**Exercise instructions**
Your reply should be made up of every line in the records below that holds the string "static".

[Dataset records — start]

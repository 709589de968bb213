//! Worker configuration (`tsmeta.toml`) parser.

use serde::{Deserialize, Serialize};
use std::path::{Path, PathBuf};
use std::time::Duration;
use thiserror::Error;

use crate::duration::parse_duration;
use crate::types::{ETL_CONFIG_BK_EXPORTER, ETL_CONFIG_BK_STANDARD};

#[derive(Debug, Error)]
pub enum ConfigError {
    #[error("invalid duration for {field}: {value:?}")]
    InvalidDuration { field: &'static str, value: String },
    #[error("metrics.push_threshold ({push:?}) must be larger than metrics.update_throttle ({throttle:?})")]
    ThresholdOrder { throttle: Duration, push: Duration },
    #[error("bkdata.base_url must not be empty")]
    MissingBaseUrl,
}

#[derive(Debug, Clone, Default, Serialize, Deserialize)]
#[serde(default)]
pub struct WorkerConfig {
    pub catalog: CatalogConfig,
    pub bkdata: BkdataConfig,
    pub vm: VmConfig,
    pub metrics: MetricsConfig,
}

#[derive(Debug, Clone, Serialize, Deserialize)]
#[serde(default)]
pub struct CatalogConfig {
    /// Location of the catalog database file.
    pub path: PathBuf,
}

impl Default for CatalogConfig {
    fn default() -> Self {
        Self {
            path: PathBuf::from("/var/lib/tsmeta/catalog.redb"),
        }
    }
}

/// Remote data-processing platform settings.
#[derive(Debug, Clone, Serialize, Deserialize)]
#[serde(default)]
pub struct BkdataConfig {
    pub base_url: String,
    pub app_code: String,
    pub username: String,
    /// Business every VM access is registered under on the remote platform.
    pub default_biz_id: i64,
    /// Prefix of raw data and consumer-group names.
    pub rt_id_prefix: String,
    /// Broker used when a kafka cluster row lacks domain or port.
    pub kafka_broker_url: String,
    /// Tag used to query the platform's registered kafka brokers.
    pub kafka_tag: String,
    /// Per-request timeout (e.g., "30s").
    pub timeout: String,
}

impl Default for BkdataConfig {
    fn default() -> Self {
        Self {
            base_url: "http://127.0.0.1:8000/".to_string(),
            app_code: "bk_monitorv3".to_string(),
            username: "admin".to_string(),
            default_biz_id: 2,
            rt_id_prefix: "bkm".to_string(),
            kafka_broker_url: String::new(),
            kafka_tag: "bkmonitor_outer".to_string(),
            timeout: "30s".to_string(),
        }
    }
}

impl BkdataConfig {
    pub fn timeout(&self) -> Result<Duration, ConfigError> {
        duration_field("bkdata.timeout", &self.timeout)
    }
}

/// Long-term storage access settings.
#[derive(Debug, Clone, Serialize, Deserialize)]
#[serde(default)]
pub struct VmConfig {
    /// Retention written into storage configs and new space bindings.
    pub retention_time: String,
    /// Legacy data ids whose records carry nanosecond timestamps.
    pub ns_timestamp_data_ids: Vec<u32>,
    /// ETL configs whose records carry second timestamps.
    pub second_etl_configs: Vec<String>,
}

impl Default for VmConfig {
    fn default() -> Self {
        Self {
            retention_time: "30d".to_string(),
            ns_timestamp_data_ids: vec![1100006, 1100007, 1100015, 1100016],
            second_etl_configs: vec![
                ETL_CONFIG_BK_EXPORTER.to_string(),
                ETL_CONFIG_BK_STANDARD.to_string(),
            ],
        }
    }
}

/// Metric reconciliation thresholds.
#[derive(Debug, Clone, Serialize, Deserialize)]
#[serde(default)]
pub struct MetricsConfig {
    /// Minimum gap before an unchanged metric's timestamp is rewritten.
    pub update_throttle: String,
    /// Gap after which a refreshed metric requires a routing push.
    pub push_threshold: String,
}

impl Default for MetricsConfig {
    fn default() -> Self {
        Self {
            update_throttle: "24h".to_string(),
            push_threshold: "30d".to_string(),
        }
    }
}

impl MetricsConfig {
    pub fn update_throttle(&self) -> Result<Duration, ConfigError> {
        duration_field("metrics.update_throttle", &self.update_throttle)
    }

    pub fn push_threshold(&self) -> Result<Duration, ConfigError> {
        duration_field("metrics.push_threshold", &self.push_threshold)
    }

    /// `(update_throttle, push_threshold)`, with the push threshold strictly larger.
    pub fn thresholds(&self) -> Result<(Duration, Duration), ConfigError> {
        let throttle = self.update_throttle()?;
        let push = self.push_threshold()?;
        if push <= throttle {
            return Err(ConfigError::ThresholdOrder { throttle, push });
        }
        Ok((throttle, push))
    }
}

impl WorkerConfig {
    pub fn from_file(path: &Path) -> anyhow::Result<Self> {
        let content = std::fs::read_to_string(path)?;
        let config: WorkerConfig = toml::from_str(&content)?;
        config.validate()?;
        Ok(config)
    }

    pub fn to_toml_string(&self) -> anyhow::Result<String> {
        Ok(toml::to_string_pretty(self)?)
    }

    /// Check cross-field constraints that serde cannot express.
    pub fn validate(&self) -> Result<(), ConfigError> {
        if self.bkdata.base_url.trim().is_empty() {
            return Err(ConfigError::MissingBaseUrl);
        }
        self.bkdata.timeout()?;
        self.metrics.thresholds()?;
        Ok(())
    }
}

fn duration_field(field: &'static str, value: &str) -> Result<Duration, ConfigError> {
    parse_duration(value).ok_or_else(|| ConfigError::InvalidDuration {
        field,
        value: value.to_string(),
    })
}

#[cfg(test)]
mod tests {
    use super::*;

    #[test]
    fn test_defaults_are_valid() {
        let config = WorkerConfig::default();
        config.validate().unwrap();
        assert_eq!(config.bkdata.default_biz_id, 2);
        assert_eq!(config.vm.retention_time, "30d");
        assert!(config.vm.ns_timestamp_data_ids.contains(&1100007));
    }

    #[test]
    fn test_parse_partial() {
        let toml_str = r#"
[bkdata]
base_url = "http://bkbase.example.com/prod/"
default_biz_id = 100147

[metrics]
push_threshold = "7d"
"#;
        let config: WorkerConfig = toml::from_str(toml_str).unwrap();
        assert_eq!(config.bkdata.default_biz_id, 100147);
        assert_eq!(config.bkdata.username, "admin");
        assert_eq!(
            config.metrics.push_threshold().unwrap(),
            Duration::from_secs(7 * 86_400)
        );
        assert_eq!(
            config.metrics.update_throttle().unwrap(),
            Duration::from_secs(86_400)
        );
        config.validate().unwrap();
    }

    #[test]
    fn test_rejects_push_threshold_below_throttle() {
        let mut config = WorkerConfig::default();
        config.metrics.push_threshold = "1h".to_string();
        assert!(matches!(
            config.validate(),
            Err(ConfigError::ThresholdOrder { .. })
        ));
    }

    #[test]
    fn test_rejects_bad_duration() {
        let mut config = WorkerConfig::default();
        config.bkdata.timeout = "fast".to_string();
        assert!(matches!(
            config.validate(),
            Err(ConfigError::InvalidDuration { field: "bkdata.timeout", .. })
        ));
    }

    #[test]
    fn test_round_trips_through_toml() {
        let config = WorkerConfig::default();
        let toml_str = config.to_toml_string().unwrap();
        assert!(toml_str.contains("[bkdata]"));
        let parsed: WorkerConfig = toml::from_str(&toml_str).unwrap();
        assert_eq!(parsed.bkdata.rt_id_prefix, "bkm");
    }
}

[Dataset records — finish]

**Solution to the exercise**
    InvalidDuration { field: &'static str, value: String },
fn duration_field(field: &'static str, value: &str) -> Result<Duration, ConfigError> {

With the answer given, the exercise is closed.